Roger Lancelyn Green calls Ewing's works the "first outstanding child-novels" in English literature. They show notably sympathetic insight into child life, admiration for things military, and a reflection of Ewing's strong Anglican faith. They include Mrs. Overtheway's Remembrances (1869), A Flat Iron for a Farthing (1873), Six to Sixteen (1875), Jackanapes (1884), Daddy Darwin's Dovecot (1884), and The Story of a Short Life (1885).

A talented artist herself, Ewing's works were frequently illustrated by such notable figures as George Cruikshank and Randolph Caldecott. She was also the editor of a number of magazines which published short stories for children, such as the Nursery Magazine from 1856 onwards, the Monthly Packet, and the monthly Aunt Judy's Magazine from 1866.

==Legacy==
The Story of a Short Life inspired Grace Kimmins to start the Guild of the Brave Poor Things to help children with disabilities in London. Grace and later Ada Vachell took their motto Laetus sorte mea (Happy in my lot) from Ewing's book. Her Madam Liberality (1873) has been taken to be autobiographical.

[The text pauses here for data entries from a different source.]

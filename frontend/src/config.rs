#[cfg(debug_assertions)]
pub fn get_form_endpoint() -> &'static str {
    option_env!("SITE_FORM_ENDPOINT").unwrap_or("http://localhost:3001/contact")  // Local relay mock
}

#[cfg(not(debug_assertions))]
pub fn get_form_endpoint() -> &'static str {
    option_env!("SITE_FORM_ENDPOINT").unwrap_or("https://formsubmit.co/ajax/hello@brightforge.studio")
}

/// Where the relay sends people after a non-ajax submission. The only redirect target the site uses.
pub const THANK_YOU_URL: &str = "https://brightforge.studio/#contact";

/// Name of the optional global reporting function installed by the analytics snippet.
pub const REPORT_HOOK: &str = "siteReport";

/// Height of the fixed navigation bar, used as the section activation offset.
pub const NAV_HEIGHT_PX: f64 = 100.0;

pub const CONTACT_EMAIL: &str = "hello@brightforge.studio";
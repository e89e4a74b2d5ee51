pub mod hooks;
pub mod observer;
pub mod reveal;
pub mod scroll;
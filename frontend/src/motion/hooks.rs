use std::cell::Cell;
use std::rc::Rc;

use wasm_bindgen::closure::Closure;
use wasm_bindgen::JsCast;
use web_sys::{Element, Window};
use yew::prelude::*;

use super::observer::{DomRevealHost, RevealElement};
use super::reveal::{RevealOptions, RevealScheduler};
use super::scroll::{FrameGate, ScrollState, SectionTracker};
use crate::config;
use crate::dom;

/// Reveals the referenced element the first time it scrolls into view.
#[hook]
pub fn use_reveal(node: NodeRef, options: RevealOptions) {
    use_effect_with_deps(
        move |node: &NodeRef| {
            let scheduler = RevealScheduler::new(DomRevealHost::<RevealElement>::new());
            if let Some(element) = node.cast::<Element>() {
                scheduler.register(RevealElement::new(element), options);
            }
            move || scheduler.dispose()
        },
        node,
    );
}

/// Reveals every `.reveal-item` inside the referenced container, one by one.
#[hook]
pub fn use_reveal_group(container: NodeRef, stagger_ms: u32, options: RevealOptions) {
    use_effect_with_deps(
        move |container: &NodeRef| {
            let scheduler = RevealScheduler::new(DomRevealHost::<RevealElement>::new());
            if let Some(element) = container.cast::<Element>() {
                let members = reveal_items(&element);
                scheduler.register_group(RevealElement::new(element), members, stagger_ms, options);
            }
            move || scheduler.dispose()
        },
        container,
    );
}

fn reveal_items(container: &Element) -> Vec<RevealElement> {
    let Ok(nodes) = container.query_selector_all(".reveal-item") else {
        return Vec::new();
    };
    (0..nodes.length())
        .filter_map(|i| nodes.get(i))
        .filter_map(|node| node.dyn_into::<Element>().ok())
        .map(RevealElement::new)
        .collect()
}

/// Scroll progress and active section, recomputed at most once per frame.
#[hook]
pub fn use_scroll_state(sections: &'static [&'static str]) -> ScrollState {
    let state = use_state_eq(ScrollState::default);
    {
        let state = state.clone();
        use_effect_with_deps(
            move |_| {
                let tracker = SectionTracker::new(sections, config::NAV_HEIGHT_PX);
                let listener = web_sys::window()
                    .map(|window| ScrollListener::attach(window, tracker, move |next| state.set(next)));
                move || drop(listener)
            },
            (),
        );
    }
    *state
}

/// Window scroll/resize subscription that funnels raw events into one
/// animation-frame recompute. Detaches everything on drop.
pub struct ScrollListener {
    window: Window,
    on_event: Closure<dyn Fn()>,
    gate: Rc<FrameGate>,
    frame_id: Rc<Cell<Option<i32>>>,
}

impl ScrollListener {
    pub fn attach<F>(window: Window, tracker: SectionTracker, on_change: F) -> Self
    where
        F: Fn(ScrollState) + 'static,
    {
        let gate = Rc::new(FrameGate::default());
        let frame_id = Rc::new(Cell::new(None));

        let on_frame = {
            let window = window.clone();
            let gate = gate.clone();
            let frame_id = frame_id.clone();
            Rc::new(Closure::<dyn Fn()>::new(move || {
                gate.release();
                frame_id.set(None);
                let metrics = dom::scroll_metrics(&window);
                on_change(tracker.sample(&metrics, |id| dom::section_bounds(&window, id)));
            }))
        };

        let on_event = {
            let window = window.clone();
            let gate = gate.clone();
            let frame_id = frame_id.clone();
            Closure::<dyn Fn()>::new(move || {
                if !gate.arm() {
                    return;
                }
                match window.request_animation_frame((*on_frame).as_ref().unchecked_ref()) {
                    Ok(id) => frame_id.set(Some(id)),
                    Err(e) => {
                        log::warn!("requestAnimationFrame failed: {:?}", e);
                        gate.release();
                    }
                }
            })
        };

        for event in ["scroll", "resize"] {
            if let Err(e) = window.add_event_listener_with_callback(event, on_event.as_ref().unchecked_ref()) {
                log::warn!("Failed to listen for {}: {:?}", event, e);
            }
        }
        // Initial sample
        on_event.as_ref().unchecked_ref::<js_sys::Function>().call0(&wasm_bindgen::JsValue::NULL).ok();

        Self {
            window,
            on_event,
            gate,
            frame_id,
        }
    }
}

impl Drop for ScrollListener {
    fn drop(&mut self) {
        for event in ["scroll", "resize"] {
            let _ = self
                .window
                .remove_event_listener_with_callback(event, self.on_event.as_ref().unchecked_ref());
        }
        if let Some(id) = self.frame_id.take() {
            let _ = self.window.cancel_animation_frame(id);
        }
        self.gate.release();
    }
}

Rudyard Kipling declared he knew Ewing's novel Jan of the Windmill (1872–1873, 1876) almost by heart. He wrote in his autobiography, Something of Myself: "One [book] I have still, a bound copy of Aunt Judy's Magazine of the early 'seventies, in which appeared Mrs. Ewing's "Six to Sixteen". I owe more in circuitous ways to that tale than I can tell. I knew it, as I know it still, almost by heart. Here was a history of real people and real things." Her story The Brownies (1865) gave the Baden-Powells the idea and the name for the junior level of the Girl Guides. Another admirer of her work was E. Nesbit, herself a prominent children's author.

In 1899 a stained-glass window by Charles Eamer Kempe in memory of Alexander and Juliana Horatia Ewing was installed in the Church of All Saints, Trull, overlooking their graves.